Disons seulement qu'il a été donné à quelques-un des nôtres (et ce sera sans doute l'un des seuls titres de gloire de cette étrange époque) de restituer au poème sa valeur intrinsèque de provocation humaine, sa vertu immédiate de sommation entraînant, à la manière du défi, de l'insulte, une réponse sensiblement adéquate.
Le plus subversif n'est pas toujours celui qu'on pense, mais ce n'est pas sans raison que la bourgeoisie se sent réellement menacée par certains textes poétiques.
L'on connaît d'ailleurs la parade dont elle a usé pendant longtemps et qui ne laissait pas d'être assez habile.
Il lui suffisait de renforcer, par un apport doctrinal plus ou moins solide (métaphysique ou mystique de l'Art, de la Beauté, etc.), les habitudes spirituelles d'un lecteur tout juste au niveau de la rhétorique plus ou moins chatoyante qui lui tenait lieu de nourriture.
Tout poème se trouvait ainsi automatiquement relégué dans le domaine très spécial et particulièrement fermé de la contemplation esthétique.
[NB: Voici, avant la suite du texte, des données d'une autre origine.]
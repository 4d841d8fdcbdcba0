use std::os::unix::fs::MetadataExt;
use std::path::Path;

use keybank::error::{KeybankError, Result};
use keybank::volume::{Cryptsetup, Volume, VolumeTool};
use keybank::{Keybank, KeybankConfig, StoreContext};

use super::require_root;

const MIB: u64 = 1024 * 1024;

/// Create an encrypted volume and lay out the stores in it
pub fn create(path: &Path, size_mib: u64, config: &KeybankConfig) -> Result<()> {
    require_root()?;
    check_parent(path)?;

    let ctx = StoreContext::system();
    let volume = Volume::for_image(path, config)?;
    println!("Creating keybank '{}' at {}", volume.name, path.display());

    Cryptsetup::new(ctx.runner.clone()).create(&volume, size_mib * MIB)?;
    Keybank::create(&volume.mount, ctx)?;

    println!("\nKeybank created and mounted at {}", volume.mount.display());
    println!("\nNext steps:");
    println!("1. List files to back up in generic/manifest.json or synchronized/manifest.json");
    println!("2. Run 'keybank backup {}' and 'keybank commit {}'", volume.name, volume.name);
    println!("3. Run 'keybank detach {}' when done", volume.name);
    Ok(())
}

/// The image's directory must belong to root, so no other user can swap it.
fn check_parent(path: &Path) -> Result<()> {
    let parent = match path.parent() {
        Some(p) if !p.as_os_str().is_empty() => p,
        _ => Path::new("."),
    };
    let meta = std::fs::metadata(parent)?;
    if meta.uid() != 0 {
        return Err(KeybankError::Other(format!(
            "{} must be owned by root",
            parent.display()
        )));
    }
    Ok(())
}

/// Open and mount an existing volume
pub fn attach(path: &Path, config: &KeybankConfig) -> Result<()> {
    require_root()?;
    if !path.is_file() {
        return Err(KeybankError::Other(format!(
            "no image at {}",
            path.display()
        )));
    }

    let volume = Volume::for_image(path, config)?;
    Cryptsetup::new(StoreContext::system().runner).attach(&volume)?;
    println!("Keybank '{}' attached at {}", volume.name, volume.mount.display());
    Ok(())
}

/// Unmount and close a volume
pub fn detach(name: &str, config: &KeybankConfig) -> Result<()> {
    require_root()?;
    let volume = Volume::named(name, config);
    Cryptsetup::new(StoreContext::system().runner).detach(&volume)?;
    println!("Keybank '{}' detached", name);
    Ok(())
}
use std::fmt;
use std::path::Path;
use std::rc::Rc;

use git2::{ErrorCode, IndexAddOption, Repository, Signature, Status, StatusOptions};
use tracing::debug;

use crate::error::{KeybankError, Result};
use crate::exec::{arg, CommandOutput, CommandRunner};

/// Commit author, rendered as `name <email>`.
#[derive(Debug, Clone, PartialEq, Eq)]
pub struct Author {
    pub name: String,
    pub email: String,
}

impl Author {
    /// `user <user@hostname>` for the given user on this machine.
    pub fn for_user(user: &str) -> Self {
        let host = nix::unistd::gethostname()
            .ok()
            .and_then(|h| h.into_string().ok())
            .unwrap_or_else(|| "localhost".to_string());
        Self {
            name: user.to_string(),
            email: format!("{user}@{host}"),
        }
    }
}

impl fmt::Display for Author {
    fn fmt(&self, f: &mut fmt::Formatter<'_>) -> fmt::Result {
        write!(f, "{} <{}>", self.name, self.email)
    }
}

/// The embedded repository a store keeps its audit trail in.
pub trait VersionControl {
    /// Stage every addition, modification and deletion, then commit.
    fn commit_all(&self, message: &str, author: &Author) -> Result<()>;

    /// Working tree status as `XY path` lines.
    fn status(&self) -> Result<String>;

    /// Run the repository's consistency check and return its raw result.
    fn check_integrity(&self) -> Result<CommandOutput>;
}

pub struct GitRepo {
    repo: Repository,
    runner: Rc<dyn CommandRunner>,
}

impl GitRepo {
    /// Create a repository in `path`
    pub fn init(path: impl AsRef<Path>, runner: Rc<dyn CommandRunner>) -> Result<Self> {
        let repo = Repository::init(path)?;
        Ok(Self { repo, runner })
    }

    /// Open the repository whose working directory is exactly `path`
    pub fn open(path: impl AsRef<Path>, runner: Rc<dyn CommandRunner>) -> Result<Self> {
        let path = path.as_ref();
        if !path.join(".git").is_dir() {
            return Err(KeybankError::NotInitialized(path.to_path_buf()));
        }
        let repo = Repository::open(path)?;
        Ok(Self { repo, runner })
    }

    /// Get the git directory path
    pub fn git_dir(&self) -> &Path {
        self.repo.path()
    }

    /// Get repository root path
    pub fn workdir(&self) -> Result<&Path> {
        self.repo.workdir().ok_or(KeybankError::Other(
            "Repository has no working directory".into(),
        ))
    }

    /// Number of commits reachable from HEAD
    pub fn commit_count(&self) -> Result<usize> {
        if self.repo.is_empty()? {
            return Ok(0);
        }
        let head = match self.repo.head() {
            Ok(head) => head.peel_to_commit()?,
            Err(e) if is_unborn(&e) => return Ok(0),
            Err(e) => return Err(e.into()),
        };
        let mut walk = self.repo.revwalk()?;
        walk.push(head.id())?;
        Ok(walk.count())
    }
}

impl VersionControl for GitRepo {
    fn commit_all(&self, message: &str, author: &Author) -> Result<()> {
        let mut index = self.repo.index()?;
        index.add_all(["*"].iter(), IndexAddOption::DEFAULT, None)?;
        index.update_all(["*"].iter(), None)?;
        index.write()?;

        let tree = self.repo.find_tree(index.write_tree()?)?;
        let signature = Signature::now(&author.name, &author.email)?;

        let parent = match self.repo.head() {
            Ok(head) => Some(head.peel_to_commit()?),
            Err(e) if is_unborn(&e) => None,
            Err(e) => return Err(e.into()),
        };
        let parents: Vec<_> = parent.iter().collect();

        let oid = self.repo.commit(
            Some("HEAD"),
            &signature,
            &signature,
            message,
            &tree,
            &parents,
        )?;
        debug!("created commit {} by {}", oid, author);
        Ok(())
    }

    fn status(&self) -> Result<String> {
        let mut options = StatusOptions::new();
        options
            .include_untracked(true)
            .recurse_untracked_dirs(true)
            .include_ignored(false);

        let statuses = self.repo.statuses(Some(&mut options))?;
        let lines: Vec<String> = statuses
            .iter()
            .map(|entry| {
                format!(
                    "{} {}",
                    porcelain_code(entry.status()),
                    entry.path().unwrap_or_default()
                )
            })
            .collect();
        Ok(lines.join("\n"))
    }

    fn check_integrity(&self) -> Result<CommandOutput> {
        let workdir = self.workdir()?;
        self.runner.run(
            "git",
            &["-C".into(), arg(workdir), "fsck".into(), "--full".into()],
            None,
        )
    }
}

fn is_unborn(err: &git2::Error) -> bool {
    matches!(err.code(), ErrorCode::UnbornBranch | ErrorCode::NotFound)
}

/// Render a libgit2 status the way `git status --porcelain` does.
fn porcelain_code(status: Status) -> String {
    if status.is_conflicted() {
        return "UU".into();
    }

    let index = if status.is_index_new() {
        'A'
    } else if status.is_index_modified() {
        'M'
    } else if status.is_index_deleted() {
        'D'
    } else if status.is_index_renamed() {
        'R'
    } else if status.is_index_typechange() {
        'T'
    } else {
        ' '
    };

    if status.is_wt_new() && index == ' ' {
        return "??".into();
    }

    let worktree = if status.is_wt_modified() {
        'M'
    } else if status.is_wt_deleted() {
        'D'
    } else if status.is_wt_renamed() {
        'R'
    } else if status.is_wt_typechange() {
        'T'
    } else {
        ' '
    };

    format!("{index}{worktree}")
}

#[cfg(test)]
mod tests {
    use super::*;
    use crate::exec::SystemRunner;
    use std::fs;
    use tempfile::TempDir;

    fn author() -> Author {
        Author {
            name: "test".into(),
            email: "test@test.com".into(),
        }
    }

    fn init(temp: &TempDir) -> GitRepo {
        GitRepo::init(temp.path(), Rc::new(SystemRunner)).unwrap()
    }

    #[test]
    fn test_init_and_open() {
        let temp = TempDir::new().unwrap();
        init(&temp);
        assert!(temp.path().join(".git").is_dir());

        let repo = GitRepo::open(temp.path(), Rc::new(SystemRunner)).unwrap();
        assert_eq!(repo.commit_count().unwrap(), 0);
    }

    #[test]
    fn test_open_without_repo_fails() {
        let temp = TempDir::new().unwrap();
        let result = GitRepo::open(temp.path(), Rc::new(SystemRunner));
        assert!(matches!(result, Err(KeybankError::NotInitialized(_))));
    }

    #[test]
    fn test_commit_all_and_status() {
        let temp = TempDir::new().unwrap();
        let repo = init(&temp);

        fs::write(temp.path().join("keep"), "123").unwrap();
        fs::write(temp.path().join("gone"), "456").unwrap();
        assert_eq!(repo.status().unwrap(), "?? gone\n?? keep");

        repo.commit_all("added files", &author()).unwrap();
        assert_eq!(repo.commit_count().unwrap(), 1);
        assert_eq!(repo.status().unwrap(), "");

        fs::write(temp.path().join("keep"), "78910").unwrap();
        fs::remove_file(temp.path().join("gone")).unwrap();
        fs::create_dir(temp.path().join("dir")).unwrap();
        fs::write(temp.path().join("dir/new"), "0").unwrap();

        let status = repo.status().unwrap();
        assert!(status.contains(" D gone"));
        assert!(status.contains(" M keep"));
        assert!(status.contains("?? dir/new"));

        repo.commit_all("update", &author()).unwrap();
        assert_eq!(repo.commit_count().unwrap(), 2);
        assert_eq!(repo.status().unwrap(), "");
    }

    #[test]
    fn test_staged_change_renders_index_column() {
        let temp = TempDir::new().unwrap();
        let repo = init(&temp);
        fs::write(temp.path().join("file"), "1").unwrap();

        let mut index = repo.repo.index().unwrap();
        index.add_path(Path::new("file")).unwrap();
        index.write().unwrap();

        assert_eq!(repo.status().unwrap(), "A  file");
    }

    #[test]
    fn test_check_integrity_on_healthy_repo() {
        let temp = TempDir::new().unwrap();
        let repo = init(&temp);
        fs::write(temp.path().join("file"), "1").unwrap();
        repo.commit_all("one", &author()).unwrap();

        let output = repo.check_integrity().unwrap();
        assert!(output.success, "fsck failed: {}", output.combined());
    }

    #[test]
    fn test_author_display() {
        assert_eq!(author().to_string(), "test <test@test.com>");
        assert!(Author::for_user("root").email.starts_with("root@"));
    }
}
Et il faut admettre que cette méthode de neutralisation n'a pas été sans connaître de véritables succès. Les plus grands en ont souffert : Lautréamont, Rimbaud. Elle réussit encore auprès de certains. Ouvrons les journaux. L'on se souvient de Comoedia lors de l'affaire Bunuel : "... un film de fantaisie", et voici Le Populaire : Ne prenez pas "au sérieux ces roulades poétiques", à propos de l'affaire Aragon.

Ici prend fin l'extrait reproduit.